Человек переходной эпохи, Милль всё еще ценил многое из того, что было отвергнуто последующими поколениями — высоко поднявшуюся самобытную личность, независимость и силу суждений, — хотя уже не видел причин, порождающих то, что было ему дорого в человеке. Его восхищение личностью непоследовательно и безосновательно в пределах утверждаемой им системы ценностей, что и показал современный либерализм, который относительно самобытности личности, силы суждения, вообще относительно общего уровня человека в «демократическом» обществе, никаких требований и оценок не имеет, поощряя — как я давно уже имел случай написать — «слепую свободу формообразования», свободу для пустых скорлупок… Предпочтения Милля были сформированы другой эпохой, т. е. были бессознательны и потому ценны. За вычетом этих предпочтений «радикальный либерализм» превращается в не осознающее себя догматическое учение, требующее некоторых отрицательных условий ради забытых положительных ценностей. Странно сказать и странно слышать: либерализм провозглашал-таки некоторые положительные ценности! Сегодня, когда требование «пустой свободы», свободы ради себя самой, звучит всё громче, в это трудно поверить. Ученики, как это всегда бывает, усвоили только то из произведений своего учителя (а глядя на современный Запад, нельзя не поверить, что Милль — его действительный духовный учитель, чья роль сравнима только с ролью Маркса — на Востоке), что было последовательно и систематично, т. е. мертво. Все иррациональные, но важнейшие его предпочтения были отвергнуты ради систематической, зато и легкой в усвоении, мишуры. Не случайно Конст. Леонтьев охотно и сочувственно ссылается на сочинения Милля в их критической по отношению к современному обществу части — именно той, которая не представляет никакой ценности для современного либерала, требующего свободы ради нее самой.

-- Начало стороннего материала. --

//! Anomaly Injector
//!
//! Per-session fault scheduler. Owned by the session actor together with the
//! `SimulationEngine`, so checks, expiries and command-driven resolution all
//! run inside the same serialization boundary.
//!
//! ```text
//!   TimerEvent::Check ──► on_check ──► roll ──► choose eligible ──► inject
//!                                                                    │
//!               ┌─────────────── apply effects, schedule expiry ◄────┘
//!               ▼
//!   command ──► resolve_matching ──► remove effects, cancel expiry
//!   TimerEvent::Expire ──► on_expiry ──► remove effects (+ escalate if critical)
//! ```

use crate::anomaly::policy::InjectionPolicy;
use crate::anomaly::timers::{InjectionTimers, TimerEvent};
use crate::anomaly::{
    AnomalyDefinition, AnomalyKind, AnomalyResolution, AnomalyState, ResolutionCause, Severity,
    CATALOG,
};
use crate::core::{AnomalyId, Difficulty, SessionId, SessionStatus};
use crate::engine::command::CommandKind;
use crate::error::{SimError, SimResult};
use crate::events::{AnomalyDetected, AnomalyExpired, AnomalyResolved, CriticalAlert, SessionEvent};
use crate::metrics;
use chrono::Utc;
use rand::rngs::StdRng;
use rand::seq::IndexedRandom;
use rand::{Rng, SeedableRng};
use serde::{Deserialize, Serialize};
use std::time::Duration;
use tracing::{debug, info, trace, warn};
use uuid::Uuid;

/// Retry delay for expiries that fire while the session is paused.
pub const PAUSED_EXPIRY_RETRY: Duration = Duration::from_secs(5);

/// The simulator-side hooks the injector drives.
///
/// Implemented by `SimulationEngine`; tests use a recording fake.
pub trait AnomalyTarget {
    fn status(&self) -> SessionStatus;

    fn apply_anomaly_effects(&mut self, definition: &AnomalyDefinition);

    fn remove_anomaly_effects(&mut self, definition: &AnomalyDefinition);

    /// Called once per anomaly when it leaves the active set by command or
    /// expiry.
    fn record_anomaly_outcome(&mut self, anomaly: &AnomalyState);
}

/// Injection counters for one session.
#[derive(Debug, Clone, Default, PartialEq, Eq, Serialize, Deserialize)]
#[serde(rename_all = "camelCase")]
pub struct AnomalyStats {
    pub checks: u64,
    pub injected: u64,
    pub resolved: u64,
    pub expired: u64,
    /// Critical expiries that raised an `alert:critical`.
    pub escalated: u64,
    pub skipped_at_cap: u64,
    pub skipped_no_eligible: u64,
    pub skipped_inactive: u64,
    pub deferred_expiries: u64,
    pub active: usize,
}

pub struct AnomalyInjector {
    session_id: SessionId,
    policy: InjectionPolicy,
    active: Vec<AnomalyState>,
    stats: AnomalyStats,
    rng: StdRng,
    timers: Box<dyn InjectionTimers>,
    running: bool,
}

impl AnomalyInjector {
    pub fn new(session_id: SessionId, seed: Option<u64>, timers: Box<dyn InjectionTimers>) -> Self {
        let rng = match seed {
            Some(seed) => StdRng::seed_from_u64(seed),
            None => StdRng::from_rng(&mut rand::rng()),
        };

        Self {
            session_id,
            policy: InjectionPolicy::for_difficulty(Difficulty::Beginner),
            active: Vec::new(),
            stats: AnomalyStats::default(),
            rng,
            timers,
            running: false,
        }
    }

    /// Begin recurring checks using the policy for `difficulty`.
    pub fn start_injection(&mut self, difficulty: Difficulty) {
        self.start_with_policy(InjectionPolicy::for_difficulty(difficulty));
    }

    pub fn start_with_policy(&mut self, policy: InjectionPolicy) {
        self.timers.cancel_all();
        self.active.clear();
        if policy.enabled {
            self.timers.start_checks(policy.check_interval());
        }
        debug!(
            session_id = %self.session_id,
            enabled = policy.enabled,
            probability = policy.probability,
            max_concurrent = policy.max_concurrent,
            "anomaly injection started"
        );
        self.policy = policy;
        self.running = true;
    }

    /// Dispatch a fired timer.
    pub fn handle_timer<T: AnomalyTarget>(
        &mut self,
        event: TimerEvent,
        target: &mut T,
        events: &mut Vec<SessionEvent>,
    ) {
        match event {
            TimerEvent::Check => {
                self.on_check(target, events);
            }
            TimerEvent::Expire(id) => {
                self.on_expiry(&id, target, events);
            }
        }
    }

    /// One recurring injection check. Returns the injected anomaly, if any.
    pub fn on_check<T: AnomalyTarget>(
        &mut self,
        target: &mut T,
        events: &mut Vec<SessionEvent>,
    ) -> Option<AnomalyState> {
        if !self.running || !self.policy.enabled {
            return None;
        }
        self.stats.checks += 1;

        if target.status() != SessionStatus::InProgress {
            self.stats.skipped_inactive += 1;
            return None;
        }

        if self.active.len() >= self.policy.max_concurrent {
            self.stats.skipped_at_cap += 1;
            trace!(session_id = %self.session_id, "anomaly check skipped at cap");
            return None;
        }

        let roll: f64 = self.rng.random();
        if roll >= self.policy.probability {
            return None;
        }

        let eligible: Vec<&'static AnomalyDefinition> = CATALOG
            .iter()
            .filter(|d| self.policy.allows(d) && !self.is_active(d.kind))
            .collect();

        let Some(definition) = eligible.choose(&mut self.rng).copied() else {
            self.stats.skipped_no_eligible += 1;
            return None;
        };

        Some(self.inject_definition(definition, target, events))
    }

    /// Inject a specific fault on demand (instructor tooling).
    ///
    /// Bypasses the probability roll and category filter but still honours
    /// the one-per-type rule and the concurrency cap.
    pub fn inject<T: AnomalyTarget>(
        &mut self,
        kind: AnomalyKind,
        target: &mut T,
        events: &mut Vec<SessionEvent>,
    ) -> SimResult<AnomalyState> {
        if !self.running {
            return Err(SimError::AnomalyRejected("injection is not running".into()));
        }
        if target.status() != SessionStatus::InProgress {
            return Err(SimError::AnomalyRejected(format!(
                "session is {:?}",
                target.status()
            )));
        }
        if self.is_active(kind) {
            return Err(SimError::AnomalyRejected(format!("{} is already active", kind)));
        }
        if self.active.len() >= self.policy.max_concurrent {
            return Err(SimError::AnomalyRejected(format!(
                "concurrency cap of {} reached",
                self.policy.max_concurrent
            )));
        }

        Ok(self.inject_definition(kind.definition(), target, events))
    }

    fn inject_definition<T: AnomalyTarget>(
        &mut self,
        definition: &'static AnomalyDefinition,
        target: &mut T,
        events: &mut Vec<SessionEvent>,
    ) -> AnomalyState {
        let now = Utc::now();
        let ttl_ms = i64::try_from(definition.ttl.as_millis()).unwrap_or(i64::MAX);
        let anomaly = AnomalyState {
            id: Uuid::new_v4().to_string(),
            kind: definition.kind,
            category: definition.category,
            severity: definition.severity,
            injected_at: now,
            expires_at: now + chrono::Duration::milliseconds(ttl_ms),
            active: true,
            resolution: None,
        };

        target.apply_anomaly_effects(definition);
        self.timers.schedule_expiry(&anomaly.id, definition.ttl);
        self.active.push(anomaly.clone());
        self.stats.injected += 1;
        metrics::ANOMALIES_INJECTED
            .with_label_values(&[definition.kind.as_str()])
            .inc();

        info!(
            session_id = %self.session_id,
            anomaly_id = %anomaly.id,
            kind = %definition.kind,
            severity = ?definition.severity,
            "anomaly injected"
        );

        events.push(SessionEvent::AnomalyDetected(AnomalyDetected {
            id: anomaly.id.clone(),
            anomaly_type: definition.kind.as_str().to_string(),
            name: definition.name.to_string(),
            category: definition.category,
            severity: definition.severity,
            description: definition.description.to_string(),
            detected_at: anomaly.injected_at,
            expires_at: anomaly.expires_at,
            recoverable: definition.recoverable,
            recommended_action: definition.recommended_action.to_string(),
        }));

        anomaly
    }

    /// Resolve every active fault whose corrective command is `command`.
    ///
    /// Returns whether anything was resolved; a second call for the same
    /// command is a no-op.
    pub fn resolve_anomaly<T: AnomalyTarget>(
        &mut self,
        command: CommandKind,
        target: &mut T,
        events: &mut Vec<SessionEvent>,
    ) -> bool {
        !self.resolve_matching(command, target, events).is_empty()
    }

    /// Like `resolve_anomaly`, returning the resolved anomalies in
    /// injection order.
    pub fn resolve_matching<T: AnomalyTarget>(
        &mut self,
        command: CommandKind,
        target: &mut T,
        events: &mut Vec<SessionEvent>,
    ) -> Vec<AnomalyState> {
        let (matched, remaining): (Vec<_>, Vec<_>) = std::mem::take(&mut self.active)
            .into_iter()
            .partition(|a| a.active && a.definition().corrective == command);
        self.active = remaining;

        let now = Utc::now();
        let mut resolved = Vec::with_capacity(matched.len());
        for mut anomaly in matched {
            let definition = anomaly.definition();
            self.timers.cancel_expiry(&anomaly.id);
            target.remove_anomaly_effects(definition);

            anomaly.active = false;
            anomaly.resolution = Some(AnomalyResolution {
                at: now,
                cause: ResolutionCause::Command { command },
            });
            target.record_anomaly_outcome(&anomaly);
            self.stats.resolved += 1;
            metrics::ANOMALIES_RESOLVED
                .with_label_values(&[definition.kind.as_str()])
                .inc();

            let time_to_resolve = (now - anomaly.injected_at).num_milliseconds().max(0);
            info!(
                session_id = %self.session_id,
                anomaly_id = %anomaly.id,
                kind = %definition.kind,
                time_to_resolve_ms = time_to_resolve,
                "anomaly resolved"
            );
            events.push(SessionEvent::AnomalyResolved(AnomalyResolved {
                anomaly_id: anomaly.id.clone(),
                resolved_at: now,
                resolved_by: command.as_str().to_string(),
                time_to_resolve,
            }));
            resolved.push(anomaly);
        }
        resolved
    }

    /// Expire an anomaly whose TTL elapsed. Stale ids are ignored.
    ///
    /// While the session is paused the deadline is pushed back instead, so
    /// paused time never counts against the operator.
    pub fn on_expiry<T: AnomalyTarget>(
        &mut self,
        anomaly_id: &AnomalyId,
        target: &mut T,
        events: &mut Vec<SessionEvent>,
    ) -> bool {
        let Some(index) = self.active.iter().position(|a| &a.id == anomaly_id && a.active) else {
            trace!(session_id = %self.session_id, %anomaly_id, "ignoring stale expiry");
            return false;
        };

        if target.status() == SessionStatus::Paused {
            self.stats.deferred_expiries += 1;
            self.active[index].expires_at = Utc::now()
                + chrono::Duration::milliseconds(PAUSED_EXPIRY_RETRY.as_millis() as i64);
            self.timers.schedule_expiry(anomaly_id, PAUSED_EXPIRY_RETRY);
            return false;
        }

        let mut anomaly = self.active.remove(index);
        let definition = anomaly.definition();
        self.timers.cancel_expiry(anomaly_id);
        target.remove_anomaly_effects(definition);

        anomaly.active = false;
        anomaly.resolution = Some(AnomalyResolution {
            at: Utc::now(),
            cause: ResolutionCause::Expired,
        });
        target.record_anomaly_outcome(&anomaly);
        self.stats.expired += 1;
        metrics::ANOMALIES_EXPIRED
            .with_label_values(&[definition.kind.as_str()])
            .inc();

        warn!(
            session_id = %self.session_id,
            anomaly_id = %anomaly.id,
            kind = %definition.kind,
            severity = ?definition.severity,
            "anomaly expired unresolved"
        );

        events.push(SessionEvent::AnomalyExpired(AnomalyExpired {
            anomaly_id: anomaly.id.clone(),
            severity: definition.severity,
            description: definition.description.to_string(),
            consequence: definition.consequence.to_string(),
        }));

        if definition.severity == Severity::Critical {
            self.stats.escalated += 1;
            events.push(SessionEvent::CriticalAlert(CriticalAlert {
                alert_type: "anomaly_unresolved".to_string(),
                title: format!("{} unresolved", definition.name),
                message: format!(
                    "{}. {}",
                    definition.consequence, definition.recommended_action
                ),
                severity: Severity::Critical,
                requires_action: definition.recoverable,
            }));
        }

        true
    }

    /// Cancel every timer and clear the active set. Safe to call repeatedly.
    ///
    /// Returns the anomalies that were still active, marked as ended with
    /// the session. Their effects are left in place.
    pub fn stop_injection(&mut self) -> Vec<AnomalyState> {
        self.timers.cancel_all();
        let was_running = std::mem::replace(&mut self.running, false);

        let now = Utc::now();
        let ended: Vec<AnomalyState> = self
            .active
            .drain(..)
            .map(|mut a| {
                a.active = false;
                a.resolution = Some(AnomalyResolution {
                    at: now,
                    cause: ResolutionCause::SessionEnded,
                });
                a
            })
            .collect();

        if was_running {
            debug!(
                session_id = %self.session_id,
                dropped = ended.len(),
                "anomaly injection stopped"
            );
        }
        ended
    }

    pub fn active_anomalies(&self) -> &[AnomalyState] {
        &self.active
    }

    pub fn is_active(&self, kind: AnomalyKind) -> bool {
        self.active.iter().any(|a| a.kind == kind && a.active)
    }

    pub fn stats(&self) -> AnomalyStats {
        AnomalyStats {
            active: self.active.len(),
            ..self.stats.clone()
        }
    }

    pub fn policy(&self) -> &InjectionPolicy {
        &self.policy
    }

    pub fn is_running(&self) -> bool {
        self.running
    }

    pub fn pending_timers(&self) -> usize {
        self.timers.pending()
    }
}

impl Drop for AnomalyInjector {
    fn drop(&mut self) {
        self.timers.cancel_all();
    }
}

Когда Милль говорит о «благе», он не вполне откровенен с читателем. Внутри себя он, вне всякого сомнения, под «благом» понимает «наивысшую пользу». Следовательно, когда Милль пишет, что предоставленные самим себе личности станут свободно соревноваться, и в этом свободном соревновании «лучшее» победит и, возможно, будет усвоено обществом — он не взвешивает своих слов. Говоря «лучшее», он имеет в виду «полезнейшее»; но доказано ли, что лучшее, т. е. качественно высшее — всегда «полезно»? На это у Милля, конечно, есть ответ: речь идет о дальней пользе общества, не о ближайшей выгоде личности, с которой эта «дальняя польза» может и расходиться. Однако как с утилитарной, так и с духовной точки зрения, следование «высшей пользе» или «высшему идеалу» — во многих случаях опасно для личности, грозит если не сократить решительно ее дни, то извергнуть ее из общества, окружить стеной… Учением Дарвина (частным случаем утилитаризма в применении к животному миру) не объяснить происхождения известного нам общества — в первую очередь потому, что «ближняя» выгода личности во всех, как говорит Милль, «далеких от очевидности вопросах» разительно расходится с «дальней пользой» общества; и стремление многих частных воль к сиюминутно выгодным целям ведет общество, через кратковременное внешнее процветание — к внутреннему распаду, к исчезновению силы быть. И в то, что наиболее успешны и «заразительны» для общества, наиболее полезны для личностей будут именно те начинания, которые мы называем «благими», а утилитаристы — «полезными», верится с трудом. Слишком велика человеческая готовность смотреть не на «дальнюю пользу», а на сегодняшнюю выгоду, если не прямо на сиюминутное удовольствие. То, что личности кажется благом сегодня, не всегда оказывается полезно завтра, а в будущем может принести прямой вред. И наоборот: что кажется нам сегодня вредным или безразличным, может оказаться удобным и нужным впоследствии. И главное: замена иррациональных мер и оценок (добро и зло) рациональными (польза и вред) была бы оправдана, если бы само общество, к которому мы эти оценки применяем, было рациональным учреждением — доказательств чего человеческая история не дает. Именно то, что в ней — если не постоянно, то время от времени — побеждают идеи, обещающие «дальнюю пользу», совершенно неутешительно для рационалиста, т. к. торжествуют эти идеи ценой всяческих невыгод, неудач и страданий своих сторонников.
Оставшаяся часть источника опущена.